A Advocacia-Geral da União (AGU) submeteu um pedido ao Supremo Tribunal Federal (STF) para que seja reconhecida a legalidade do decreto que autoriza o reajuste dos benefícios do programa Bolsa Família. O aumento, anunciado pelo governo federal nesta quinta-feira (17), prevê uma atualização de 15% nos pagamentos a partir do dia 1 de outubro.
Com esta alteração, o valor mínimo a receber pelos beneficiários passará a ser de R$ 691, estimando-se que o valor médio pago atinja os R$ 777. Segundo o executivo, a atualização monetária dos valores já se encontra prevista na legislação que rege o programa, tendo como propósito fundamental preservar o poder de compra das famílias apoiadas.

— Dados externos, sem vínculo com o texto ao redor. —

//! JSON REST API handlers.

#[allow(clippy::missing_errors_doc)]
pub mod consistency;
#[allow(clippy::missing_errors_doc)]
pub mod sensors;

use axum::Router;
use axum::routing::{get, post, put};

use sensorhub_app::ports::{AttributeStore, IdentityStore, TelemetryCache};

use crate::state::AppState;

/// Build the `/api` sub-router.
pub fn routes<I, A, T>() -> Router<AppState<I, A, T>>
where
    I: IdentityStore + Send + Sync + 'static,
    A: AttributeStore + Send + Sync + 'static,
    T: TelemetryCache + Send + Sync + 'static,
{
    Router::new()
        // Sensors
        .route(
            "/sensors",
            get(sensors::list::<I, A, T>).post(sensors::create::<I, A, T>),
        )
        .route("/sensors/near", get(sensors::near::<I, A, T>))
        .route(
            "/sensors/by-name/{name}",
            get(sensors::get_by_name::<I, A, T>),
        )
        .route(
            "/sensors/{id}",
            get(sensors::get::<I, A, T>).delete(sensors::delete::<I, A, T>),
        )
        .route(
            "/sensors/{id}/attributes",
            put(sensors::update_attributes::<I, A, T>),
        )
        .route(
            "/sensors/{id}/data",
            get(sensors::latest_data::<I, A, T>).post(sensors::record_data::<I, A, T>),
        )
        // Consistency
        .route(
            "/consistency/orphans",
            get(consistency::orphans::<I, A, T>),
        )
        .route("/consistency/repair", post(consistency::repair::<I, A, T>))
}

Enquadramento na legislação eleitoral e social
No documento enviado à instância suprema, a AGU defende que o reajuste está em estrita conformidade com as regras da legislação eleitoral, sublinhando que a medida não representa a criação de um novo benefício. A entidade jurídica sustenta o seu argumento na Lei nº 14.601/2023, que já estabelece a atualização periódica dos pagamentos através de correção monetária.

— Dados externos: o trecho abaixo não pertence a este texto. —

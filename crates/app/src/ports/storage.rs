//! Storage ports — one trait per backing store.
//!
//! Every method is an IO boundary. Implementations report failures as
//! [`StoreError`]; mapping those onto user-facing errors is the job of the
//! coordinator and the facade.
//!
//! Deletes are idempotent: removing a record that does not exist succeeds.

use std::future::Future;

use sensorhub_domain::attributes::{SensorAttributes, StoredAttributes};
use sensorhub_domain::error::StoreError;
use sensorhub_domain::id::SensorId;
use sensorhub_domain::sensor::Sensor;
use sensorhub_domain::telemetry::TelemetryReading;

/// Relational store owning sensor identity.
pub trait IdentityStore {
    /// Insert a new identity row and return it with its assigned id.
    ///
    /// Must fail with [`StoreError::Conflict`] when `name` is already taken.
    fn insert(&self, name: String) -> impl Future<Output = Result<Sensor, StoreError>> + Send;

    fn find_by_id(
        &self,
        id: SensorId,
    ) -> impl Future<Output = Result<Option<Sensor>, StoreError>> + Send;

    fn find_by_name(
        &self,
        name: String,
    ) -> impl Future<Output = Result<Option<Sensor>, StoreError>> + Send;

    fn delete(&self, id: SensorId) -> impl Future<Output = Result<(), StoreError>> + Send;

    /// Page through identities ordered by id.
    fn list(
        &self,
        offset: usize,
        limit: usize,
    ) -> impl Future<Output = Result<Vec<Sensor>, StoreError>> + Send;
}

/// Document store owning static per-sensor attributes, keyed by sensor id.
pub trait AttributeStore {
    /// Insert or fully replace the document of `document.sensor_id`.
    fn upsert(
        &self,
        document: StoredAttributes,
    ) -> impl Future<Output = Result<(), StoreError>> + Send;

    fn find(
        &self,
        id: SensorId,
    ) -> impl Future<Output = Result<Option<SensorAttributes>, StoreError>> + Send;

    fn delete(&self, id: SensorId) -> impl Future<Output = Result<(), StoreError>> + Send;

    /// Every stored document, used to bulk-load the spatial index.
    fn list_all(&self) -> impl Future<Output = Result<Vec<StoredAttributes>, StoreError>> + Send;
}

/// Key-value cache holding only the latest reading of each sensor.
pub trait TelemetryCache {
    /// Store `reading`, overwriting whatever was cached for its sensor.
    fn set(
        &self,
        reading: TelemetryReading,
    ) -> impl Future<Output = Result<(), StoreError>> + Send;

    fn get(
        &self,
        id: SensorId,
    ) -> impl Future<Output = Result<Option<TelemetryReading>, StoreError>> + Send;

    fn delete(&self, id: SensorId) -> impl Future<Output = Result<(), StoreError>> + Send;

    /// Ids that currently have a cached reading.
    fn ids(&self) -> impl Future<Output = Result<Vec<SensorId>, StoreError>> + Send;
}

A argumentação da Advocacia-Geral da União foca-se na premissa de que a iniciativa é apenas uma providência inserida na execução normal e continuada de uma política pública já existente. De acordo com o órgão, o decreto funciona como um ato de manutenção e atualização de um programa social de caráter permanente, e não como a concessão de uma vantagem inédita ou excecional no atual contexto do país.